## Directions for this task
Of all the lines below, return only those starting with the line holding "let (_eq_b, pt_b, _tgt_b)" and going on through the line holding "let ha = spawn(a, id_b, pt_b, barrier.clone());", exactly as written.

## Data in this exercise
↓

//! Connection arbitration, graceful teardown and the shared-memory
//! transport path.

mod common;

use std::sync::{Arc, Barrier};
use std::time::Duration;

use common::{fill_pattern, phys_ni, wait_kind, Region};
use ptl4::{
    AckReq, CtEvent, EventKind, LeOptions, ListKind, MatchSpec, MdOptions, NiConfig, NiFail,
    NiOptions, Position, ProcessId, PtOptions, RejectReason, ShmemJob, TargetId,
};

const ANY: MatchSpec = MatchSpec {
    match_bits: 0,
    ignore_bits: u64::MAX,
    min_free: 0,
    id: None,
};

fn target_setup(ni: &ptl4::Ni) -> (ptl4::EqHandle, u32, Region) {
    let eq = ni.eq_alloc(256).unwrap();
    let pt = ni.pt_alloc(PtOptions::empty(), Some(eq), None).unwrap();
    let tgt = Region::new(ni, 8192);
    ni.me_append(
        pt,
        tgt.sge(),
        LeOptions::OP_PUT | LeOptions::OP_GET,
        None,
        None,
        0,
        ANY,
        ListKind::Priority,
        Position::Append,
    )
    .unwrap();
    (eq, pt, tgt)
}

/// Both peers initiate at once: at most one consumer reject (reason
/// "connecting") is observed and both puts deliver.
#[test]
fn simultaneous_connect() {
    let fabric = ptl4::SoftFabric::new();
    let a = phys_ni(&fabric, 1, 1, true);
    let b = phys_ni(&fabric, 1, 2, true);

    let (_eq_a, pt_a, _tgt_a) = target_setup(&a);
    let (_eq_b, pt_b, _tgt_b) = target_setup(&b);

    let barrier = Arc::new(Barrier::new(2));
    let spawn = |ni: ptl4::Ni, peer: ProcessId, pt: u32, barrier: Arc<Barrier>| {
        std::thread::spawn(move || {
            let eq = ni.eq_alloc(16).unwrap();
            let mut src = Region::new(&ni, 64);
            fill_pattern(&mut src.mem, 1);
            let md = ni
                .md_bind(src.sge(), Some(eq), None, MdOptions::empty())
                .unwrap();
            barrier.wait();
            ni.put(
                md,
                0,
                64,
                AckReq::Ack,
                TargetId::Phys(peer),
                pt,
                0,
                0,
                0,
                0,
            )
            .unwrap();
            let ev = wait_kind(&ni, eq, EventKind::Ack);
            assert_eq!(ev.ni_fail, NiFail::Ok);
            ni
        })
    };

    let (id_a, id_b) = (a.id(), b.id());
    let ha = spawn(a, id_b, pt_b, barrier.clone());
    let hb = spawn(b, id_a, pt_a, barrier);
    let a = ha.join().unwrap();
    let b = hb.join().unwrap();

    // A crossed connect produces at most one consumer reject, and its
    // reason is the tie-break.
    let rejects = fabric.rejects();
    assert!(rejects.len() <= 1, "unexpected rejects: {:?}", rejects);
    for r in rejects {
        assert_eq!(r, RejectReason::Connecting);
    }

    a.fini().unwrap();
    b.fini().unwrap();
}

/// Puts to self are accepted through the loopback path.
#[test]
fn loopback_self_connect() {
    let fabric = ptl4::SoftFabric::new();
    let a = phys_ni(&fabric, 2, 1, true);

    let (eq_t, pt, tgt) = target_setup(&a);
    let mut src = Region::new(&a, 128);
    fill_pattern(&mut src.mem, 5);
    let eq_i = a.eq_alloc(16).unwrap();
    let md = a
        .md_bind(src.sge(), Some(eq_i), None, MdOptions::empty())
        .unwrap();
    a.put(
        md,
        0,
        128,
        AckReq::Ack,
        TargetId::Phys(a.id()),
        pt,
        0,
        0,
        0,
        0,
    )
    .unwrap();
    let ev = wait_kind(&a, eq_i, EventKind::Ack);
    assert_eq!(ev.ni_fail, NiFail::Ok);
    wait_kind(&a, eq_t, EventKind::Put);
    assert_eq!(&tgt.mem[..128], &src.mem[..]);

    a.fini().unwrap();
}

/// Graceful teardown with traffic in flight: every operation completes
/// (delivered or undeliverable), buffers all return to the pool, and
/// the peer observes exactly one disconnect header.
#[test]
fn teardown_with_in_flight_sends() {
    let fabric = ptl4::SoftFabric::new();
    let a = phys_ni(&fabric, 3, 1, true);
    let b = phys_ni(&fabric, 3, 2, true);

    let (_eq_t, pt, _tgt) = target_setup(&b);

    const N: u64 = 200;
    let ct = a.ct_alloc().unwrap();
    let mut src = Region::new(&a, 4096);
    fill_pattern(&mut src.mem, 2);
    let md = a
        .md_bind(src.sge(), None, Some(ct), MdOptions::EVENT_CT_ACK)
        .unwrap();
    for _ in 0..N {
        a.put(
            md,
            0,
            4096,
            AckReq::CtAck,
            TargetId::Phys(b.id()),
            pt,
            0,
            0,
            0,
            0,
        )
        .unwrap();
    }

    a.fini().unwrap();

    // Every operation completed one way or the other.
    let ev = a.ct_get(ct).unwrap();
    assert_eq!(ev.success + ev.failure, N);

    // No buffer leaks.
    assert_eq!(a.buf_available(), a.buf_total());

    // The peer saw exactly one disconnect notification.
    let deadline = std::time::Instant::now() + Duration::from_secs(2);
    while b.status().disc_recv == 0 && std::time::Instant::now() < deadline {
        std::thread::sleep(Duration::from_millis(5));
    }
    assert_eq!(b.status().disc_recv, 1);

    b.fini().unwrap();
    assert_eq!(b.buf_available(), b.buf_total());
}

/// Logical interfaces over a shared-memory job: the fragment queue path
/// moves puts and gets between co-located ranks.
#[test]
fn shmem_put_get_between_ranks() {
    let fabric = ptl4::SoftFabric::new();
    let job = Arc::new(ShmemJob::new_anon(2, 32).unwrap());

    let id0 = ProcessId::new(7, 100);
    let id1 = ProcessId::new(7, 101);
    let n0 = ptl4::Ni::init(
        NiConfig::new(fabric.clone(), id0, NiOptions::LOGICAL).with_shmem(job.clone(), 0),
    )
    .unwrap();
    let n1 = ptl4::Ni::init(
        NiConfig::new(fabric.clone(), id1, NiOptions::LOGICAL).with_shmem(job.clone(), 1),
    )
    .unwrap();
    n0.set_map(vec![id0, id1]).unwrap();
    n1.set_map(vec![id0, id1]).unwrap();

    // Rank 1 exposes a region.
    let eq_t = n1.eq_alloc(64).unwrap();
    let pt = n1.pt_alloc(PtOptions::empty(), Some(eq_t), None).unwrap();
    let tgt = Region::new(&n1, 8192);
    n1.le_append(
        pt,
        tgt.sge(),
        LeOptions::OP_PUT | LeOptions::OP_GET,
        None,
        None,
        0,
        ListKind::Priority,
        Position::Append,
    )
    .unwrap();

    // Rank 0 writes 1 KiB and reads it back, short and bulk sizes.
    let eq_i = n0.eq_alloc(64).unwrap();
    let mut src = Region::new(&n0, 8192);
    let dst = Region::new(&n0, 8192);
    let put_md = n0
        .md_bind(src.sge(), Some(eq_i), None, MdOptions::empty())
        .unwrap();
    let get_md = n0
        .md_bind(dst.sge(), Some(eq_i), None, MdOptions::empty())
        .unwrap();

    for (round, len) in [64u64, 1024, 4096].into_iter().enumerate() {
        fill_pattern(&mut src.mem, round as u8 + 11);
        n0.put(
            put_md,
            0,
            len,
            AckReq::Ack,
            TargetId::Rank(1),
            pt,
            0,
            0,
            0,
            0,
        )
        .unwrap();
        let ev = wait_kind(&n0, eq_i, EventKind::Ack);
        assert_eq!(ev.ni_fail, NiFail::Ok);
        assert_eq!(ev.mlength, len);
        assert_eq!(&tgt.mem[..len as usize], &src.mem[..len as usize]);

        n0.get(get_md, 0, len, TargetId::Rank(1), pt, 0, 0, 0)
            .unwrap();
        let ev = wait_kind(&n0, eq_i, EventKind::Reply);
        assert_eq!(ev.mlength, len);
        assert_eq!(&dst.mem[..len as usize], &src.mem[..len as usize]);
    }

    wait_kind(&n1, eq_t, EventKind::Put);

    n0.fini().unwrap();
    n1.fini().unwrap();

    // All fragments back in their owners' pools.
    assert_eq!(job.free_count(0), 32);
    assert_eq!(job.free_count(1), 32);
}

/// An atomic sum accumulates across repeated operations on one rank.
#[test]
fn shmem_atomic_sum() {
    let fabric = ptl4::SoftFabric::new();
    let job = Arc::new(ShmemJob::new_anon(2, 16).unwrap());
    let id0 = ProcessId::new(8, 200);
    let id1 = ProcessId::new(8, 201);
    let n0 = ptl4::Ni::init(
        NiConfig::new(fabric.clone(), id0, NiOptions::LOGICAL).with_shmem(job.clone(), 0),
    )
    .unwrap();
    let n1 = ptl4::Ni::init(
        NiConfig::new(fabric.clone(), id1, NiOptions::LOGICAL).with_shmem(job.clone(), 1),
    )
    .unwrap();
    n0.set_map(vec![id0, id1]).unwrap();
    n1.set_map(vec![id0, id1]).unwrap();

    let eq_t = n1.eq_alloc(16).unwrap();
    let pt = n1.pt_alloc(PtOptions::empty(), Some(eq_t), None).unwrap();
    let acc = Region::new(&n1, 8);
    n1.le_append(
        pt,
        acc.sge(),
        LeOptions::OP_PUT,
        None,
        None,
        0,
        ListKind::Priority,
        Position::Append,
    )
    .unwrap();

    let ct = n0.ct_alloc().unwrap();
    let mut one = Region::new(&n0, 8);
    one.mem.copy_from_slice(&3u64.to_ne_bytes());
    let md = n0
        .md_bind(one.sge(), None, Some(ct), MdOptions::EVENT_CT_ACK)
        .unwrap();

    for _ in 0..10 {
        n0.atomic(
            md,
            0,
            8,
            AckReq::CtAck,
            TargetId::Rank(1),
            pt,
            0,
            0,
            0,
            0,
            ptl4::AtomOp::Sum,
            ptl4::AtomType::U64,
        )
        .unwrap();
    }
    n0.ct_wait_timeout(ct, 10, Duration::from_secs(5)).unwrap();
    assert_eq!(
        u64::from_ne_bytes(acc.mem[..8].try_into().unwrap()),
        30
    );

    n0.fini().unwrap();
    n1.fini().unwrap();
}

/// Chained triggered counters: an increment that fires a counter
/// increment that fires a put.
#[test]
fn triggered_ct_chain() {
    let fabric = ptl4::SoftFabric::new();
    let a = phys_ni(&fabric, 9, 1, true);
    let b = phys_ni(&fabric, 9, 2, true);

    let (eq_t, pt, _tgt) = target_setup(&b);

    let first = a.ct_alloc().unwrap();
    let second = a.ct_alloc().unwrap();
    let mut src = Region::new(&a, 8);
    src.mem.copy_from_slice(&42u64.to_ne_bytes());
    let md = a.md_bind(src.sge(), None, None, MdOptions::empty()).unwrap();

    // first >= 2  ->  second += 1  ->  put fires.
    a.triggered_ct_inc(second, CtEvent::new(1, 0), first, 2)
        .unwrap();
    a.triggered_put(
        md,
        0,
        8,
        AckReq::NoAck,
        TargetId::Phys(b.id()),
        pt,
        0,
        0,
        0,
        0,
        second,
        1,
    )
    .unwrap();

    a.ct_inc(first, CtEvent::new(1, 0)).unwrap();
    assert_eq!(a.ct_get(second).unwrap().success, 0);
    a.ct_inc(first, CtEvent::new(1, 0)).unwrap();
    assert_eq!(a.ct_get(second).unwrap().success, 1);

    let ev = wait_kind(&b, eq_t, EventKind::Put);
    assert_eq!(ev.mlength, 8);

    a.fini().unwrap();
    b.fini().unwrap();
}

↑

## Your solution
    let (_eq_b, pt_b, _tgt_b) = target_setup(&b);

    let barrier = Arc::new(Barrier::new(2));
    let spawn = |ni: ptl4::Ni, peer: ProcessId, pt: u32, barrier: Arc<Barrier>| {
        std::thread::spawn(move || {
            let eq = ni.eq_alloc(16).unwrap();
            let mut src = Region::new(&ni, 64);
            fill_pattern(&mut src.mem, 1);
            let md = ni
                .md_bind(src.sge(), Some(eq), None, MdOptions::empty())
                .unwrap();
            barrier.wait();
            ni.put(
                md,
                0,
                64,
                AckReq::Ack,
                TargetId::Phys(peer),
                pt,
                0,
                0,
                0,
                0,
            )
            .unwrap();
            let ev = wait_kind(&ni, eq, EventKind::Ack);
            assert_eq!(ev.ni_fail, NiFail::Ok);
            ni
        })
    };

    let (id_a, id_b) = (a.id(), b.id());
    let ha = spawn(a, id_b, pt_b, barrier.clone());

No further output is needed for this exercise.